Bankers on collision course with regulator over rate hikes
BANKERS set themselves on a collision course with regulators yesterday after they questioned moves to stop them hiking variable mortgage rates.
Irish Banking Federation head Pat Farrell said he "wasn't comfortable" with lenders being told that rises in variable rates had to come to an end.
A succession of variable rate rises this year and last year mean that families on variable rates are paying €120 more a month than those with other types of mortgages.
This newspaper revealed last week that deputy Central Bank governor Matthew Elderfield told the bosses of five Irish banks that there are to be no more variable rate rises.
And he is writing to another 12 lenders saying that constant rises are forcing more people into arrears.
Higher arrears will mean banks will need more capital from the State, a cost that will ultimately be borne by taxpayers.
And the new get-tough approach from regulators means banks will be under pressure to cut variable rates when the European Central Bank lowers eurozone rates, a move that could happen before Christmas.
But Mr Farrell said banks should be allowed to set their own interest rates.
He denied that variable rate customers had been singled out with a string of hikes in the past two years.
Mr Farrell also questioned claims by the Central Bank that the repeated hiking of variable rates was pushing people into arrears. He insisted that mortgage rates were low compared with elsewhere in the EU.
"It is in the banks' own self-interest to ensure that what they're doing in interest rates doesn't exasperate the situation for mortgage customers who are already in distress.

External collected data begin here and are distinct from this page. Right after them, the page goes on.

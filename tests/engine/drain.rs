//! Stopping the engine

use crate::common::*;
use callqueue::executor::api::ExecutorOptions;
use callqueue::queue::api::{CallRequest, DrainReport, QueueError};
use serde_json::json;

#[tokio::test]
async fn test_stop_cancels_outstanding_calls() {
    let harness = Harness::without_executor("cancel");
    let first = harness.call("o1", "echo", json!(1)).await;
    let second = harness.call("o2", "echo", json!(2)).await;

    let report = within(harness.engine.stop()).await.unwrap();
    assert_eq!(report.rejected, 2);
    assert!(report.stop_signals_sent >= 1);
    assert_eq!(report.collectors_remaining, 0);
    assert_eq!(harness.engine.collector_concurrency(), 0);

    for call in [first, second] {
        let err = within(call).await.unwrap_err();
        assert!(err.is_cancelled(), "expected cancellation, got {}", err);
    }
    assert!(harness.sink.contains(log::Level::Info, "Cancelled 2 pending call(s)"));
}

#[tokio::test]
async fn test_stop_after_all_results_rejects_nothing() {
    let harness = Harness::start("clean", ExecutorOptions::default());
    let call = harness.call("done", "square", json!(6)).await;
    assert_eq!(value(within(call).await), json!(36));

    let report = within(harness.engine.stop()).await.unwrap();
    assert_eq!(report.rejected, 0);
    assert_eq!(report.collectors_remaining, 0);

    // Second stop is a no-op
    assert_eq!(within(harness.engine.stop()).await.unwrap(), DrainReport::default());
    harness.shutdown().await;
}

#[tokio::test]
async fn test_enqueue_after_stop_fails() {
    let harness = Harness::without_executor("closed");
    within(harness.engine.stop()).await.unwrap();
    assert!(harness.engine.is_stopped());

    let err = harness
        .engine
        .enqueue_call_request(
            CallRequest::new("late", "echo", json!(null)),
            harness.backend.response_queue_id(),
        )
        .await
        .unwrap_err();
    assert!(matches!(err, QueueError::Stopped));
    assert!(harness.backend.requests().is_empty());
}

#[tokio::test]
async fn test_results_after_stop_are_not_delivered() {
    let harness = Harness::without_executor("late-result");
    let call = harness.call("x", "echo", json!(1)).await;
    within(harness.engine.stop()).await.unwrap();

    // A result arriving after the drain finds no collector and no ledger entry
    harness
        .backend
        .respond("x", json!({ "value": 1 }).to_string())
        .unwrap();
    assert!(within(call).await.unwrap_err().is_cancelled());
    assert_eq!(harness.engine.pending_count().unwrap(), 0);
}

"So I think we hear all those things, and take them on board, but I think ultimately banks should retain the ability to set interest rates," he said.
Around 200,000 homeowners have been hit with up to three variable rate hikes this year, with the same number last year. This is at a time when eurozone rates only went up twice.
The string of rises are costing families an average of €120 a month in additional repayments.
Mr Elderfield has warned lenders he will seek a change in the law if banks do not co-operate.
He has also threatened to send teams of inspectors into banks that defy his orders.